What if the task force worked with IDEO  — or the whole Andover community did — and an authentic effort went to a design thinking approach, starting with empathy interviews and observations about the learner experience, all aimed at carefully determining what problem(s) you’re aiming to solve? (Empathy interviews with faculty would also be critical, but again with an eye toward what best supports student learning.) Of course, there’s far more to a design thinking approach, but having just spent two days at the Nueva Innovative Learning Conference, I believe the potential for excellent solutions might come from design thinking (DT). (And, by the way Nueva School is also working on their schedule.) What’s particularly compelling in DT, I find, is the opportunity to become clear about user needs and the problem being tackled, to then make prototypes, run pilots, gather evidence of what, in fact, and, in this case, best enables students to learn and be healthy. I believe such efforts might go beyond “spirited discussions.”

What might Andover’s membership in the Mastery Transcript Consortium offer in terms of rethinking what’s possible in the program and schedule? The catalyst for that effort was what I’m hearing in the mentions of sleep deprivation and stress at Andover.

What about inviting the initiatives on campus charged with innovation to be partners in this effort, the Tang Institute and The Nest? What are teachers with Tang fellowships discovering about the learner experience that would be crucial to learn about and lean on?

What about looking at institutions who do things differently (yet rigorously), e.g. Minerva Schools at KGI, High Tech High, and Colorado College? Or the Envision Education schools, where they have a graduate profile that captures in a one-page infographic what every graduate will know and be able to do. In determining how well students have met those criteria, students do a “portfolio defense,” not unlike what people undergo when defending a dissertation. Further, the clarity in the “graduate profile” has to be helpful for thinking about students’ daily life and how best to schedule it.

Have every member of the task force spend at least one day shadowing an Andover student from the time the student wakes up until that student goes to bed. Divide up among the four grades.

Use excellent cognitive science research, e.g. Make It Stick: The Science of Successful Learning, which illuminates well what leads to enduring learning and make sure that the conditions, particularly how time is used, and the approaches are the ideal for learners.

The world has changed radically in recent years, yet Andover has a schedule that’s almost identical to the one I had in the 1980s at Berkeley High School. If I thought it were the best way to use time in a school, I’d say so. I never want change for change’s sake or for what could be a fleeting fad. But I was actually astonished when I took a close look at my son’s Andover schedule earlier this fall and saw that he has the same class at the same time almost every day.

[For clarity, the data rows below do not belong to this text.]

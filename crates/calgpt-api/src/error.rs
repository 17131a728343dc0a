//! API error types and JSON error response formatting.
//!
//! Every failure is returned as `{ "error": "<message>" }` with a status code
//! chosen from the error kind. Internal details such as exit codes or stack
//! traces never reach the body.

use axum::http::StatusCode;
use axum::response::{IntoResponse, Response};
use axum::Json;
use serde::{Deserialize, Serialize};

use calgpt_bridge::BridgeError;
use calgpt_chat::ChatError;
use calgpt_core::error::CalgptError;

/// JSON error response body.
#[derive(Debug, Serialize, Deserialize)]
pub struct ErrorBody {
    pub error: String,
}

/// API error type that maps to HTTP status codes and JSON responses.
#[derive(Debug)]
pub enum ApiError {
    /// 400 Bad Request - malformed body or empty question.
    BadRequest(String),
    /// 404 Not Found - unknown or expired session.
    NotFound(String),
    /// 500 Internal Server Error - the answering process failed.
    Internal(String),
    /// 503 Service Unavailable - no free subprocess slot.
    ServiceUnavailable(String),
}

impl ApiError {
    pub fn status(&self) -> StatusCode {
        match self {
            ApiError::BadRequest(_) => StatusCode::BAD_REQUEST,
            ApiError::NotFound(_) => StatusCode::NOT_FOUND,
            ApiError::Internal(_) => StatusCode::INTERNAL_SERVER_ERROR,
            ApiError::ServiceUnavailable(_) => StatusCode::SERVICE_UNAVAILABLE,
        }
    }
}

impl IntoResponse for ApiError {
    fn into_response(self) -> Response {
        let status = self.status();
        let message = match self {
            ApiError::BadRequest(msg)
            | ApiError::NotFound(msg)
            | ApiError::Internal(msg)
            | ApiError::ServiceUnavailable(msg) => msg,
        };
        (status, Json(ErrorBody { error: message })).into_response()
    }
}

impl From<BridgeError> for ApiError {
    fn from(err: BridgeError) -> Self {
        match &err {
            BridgeError::Saturated => ApiError::ServiceUnavailable(err.client_message()),
            _ => ApiError::Internal(err.client_message()),
        }
    }
}

impl From<ChatError> for ApiError {
    fn from(err: ChatError) -> Self {
        match &err {
            ChatError::EmptyMessage => ApiError::BadRequest(err.to_string()),
            ChatError::SessionNotFound(_) => ApiError::NotFound(err.to_string()),
            ChatError::SessionLimit(_) => ApiError::ServiceUnavailable(err.to_string()),
            ChatError::StorageError(_) => ApiError::Internal(err.to_string()),
        }
    }
}

impl From<CalgptError> for ApiError {
    fn from(err: CalgptError) -> Self {
        match err {
            CalgptError::Validation(msg) => ApiError::BadRequest(msg),
            other => ApiError::Internal(other.to_string()),
        }
    }
}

Not only was I surprised, but I was also disappointed.

There are enormous opportunities here, and given the extraordinary resources and the talent and intelligence of everyone in the Andover community, I’m optimistic that with a non sibi spirit, one aimed at considering the big picture for students, and new, inspired and inspiring approaches something remarkable, perhaps even disruptive and innovative, can happen with the schedule at Andover.

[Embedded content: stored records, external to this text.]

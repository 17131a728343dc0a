//! Application state shared across all route handlers.

use std::sync::Arc;
use std::time::Instant;

use calgpt_bridge::{Admission, OutputParser, ProcessInvoker};
use calgpt_chat::ConversationStore;
use calgpt_core::config::CalgptConfig;

/// Shared application state.
///
/// All fields are cheap to clone. Nothing here is mutated per query except
/// the conversation store, which guards itself.
#[derive(Clone)]
pub struct AppState {
    /// Application configuration, fixed at startup.
    pub config: Arc<CalgptConfig>,
    /// Spawns the answering process.
    pub invoker: Arc<ProcessInvoker>,
    /// Classifies process output.
    pub parser: Arc<OutputParser>,
    /// Bounds concurrent subprocesses.
    pub admission: Admission,
    /// Conversation sessions.
    pub store: Arc<ConversationStore>,
    /// Server start time for uptime calculation.
    pub start_time: Instant,
}

impl AppState {
    /// Build every component from `config`.
    pub fn new(config: CalgptConfig) -> Self {
        let invoker = ProcessInvoker::from_config(&config.bridge);
        Self::with_invoker(config, invoker)
    }

    /// Like [`AppState::new`] but with an explicitly constructed invoker.
    pub fn with_invoker(config: CalgptConfig, invoker: ProcessInvoker) -> Self {
        Self {
            invoker: Arc::new(invoker),
            parser: Arc::new(OutputParser::from_config(&config.parser)),
            admission: Admission::from_config(&config.bridge),
            store: Arc::new(ConversationStore::from_config(&config.sessions)),
            config: Arc::new(config),
            start_time: Instant::now(),
        }
    }
}
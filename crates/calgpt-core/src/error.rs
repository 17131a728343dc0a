use thiserror::Error;

/// Top-level error type for CalGPT.
///
/// Subsystem crates define their own error types (`BridgeError`, `ChatError`);
/// the API layer maps each of them, and this one, to a response.
#[derive(Debug, Error)]
#[non_exhaustive]
pub enum CalgptError {
    #[error("Configuration error: {0}")]
    Config(String),

    #[error("Validation error: {0}")]
    Validation(String),

    #[error("API error: {0}")]
    Api(String),

    #[error("I/O error: {0}")]
    Io(#[from] std::io::Error),

    #[error("Serialization error: {0}")]
    Serialization(String),
}

impl From<toml::de::Error> for CalgptError {
    fn from(err: toml::de::Error) -> Self {
        CalgptError::Config(err.to_string())
    }
}

impl From<serde_json::Error> for CalgptError {
    fn from(err: serde_json::Error) -> Self {
        CalgptError::Serialization(err.to_string())
    }
}

/// A specialized `Result` type for CalGPT operations.
pub type Result<T> = std::result::Result<T, CalgptError>;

As stated on the new website, “We aspire to act with creativity and with courage in our work.” Further, the commitment to “innovation” is underscored along with how “imaginative pedagogy has long distinguished Andover’s academic excellence.” Please bring creativity, courage, imaginative ideas about pedagogy, and a well researched understanding of the learner experience to this critical work on the schedule. And, please disregard all of this, if, in fact, you’re pursuing this work in truly innovative ways with the learner experience at the center of your efforts.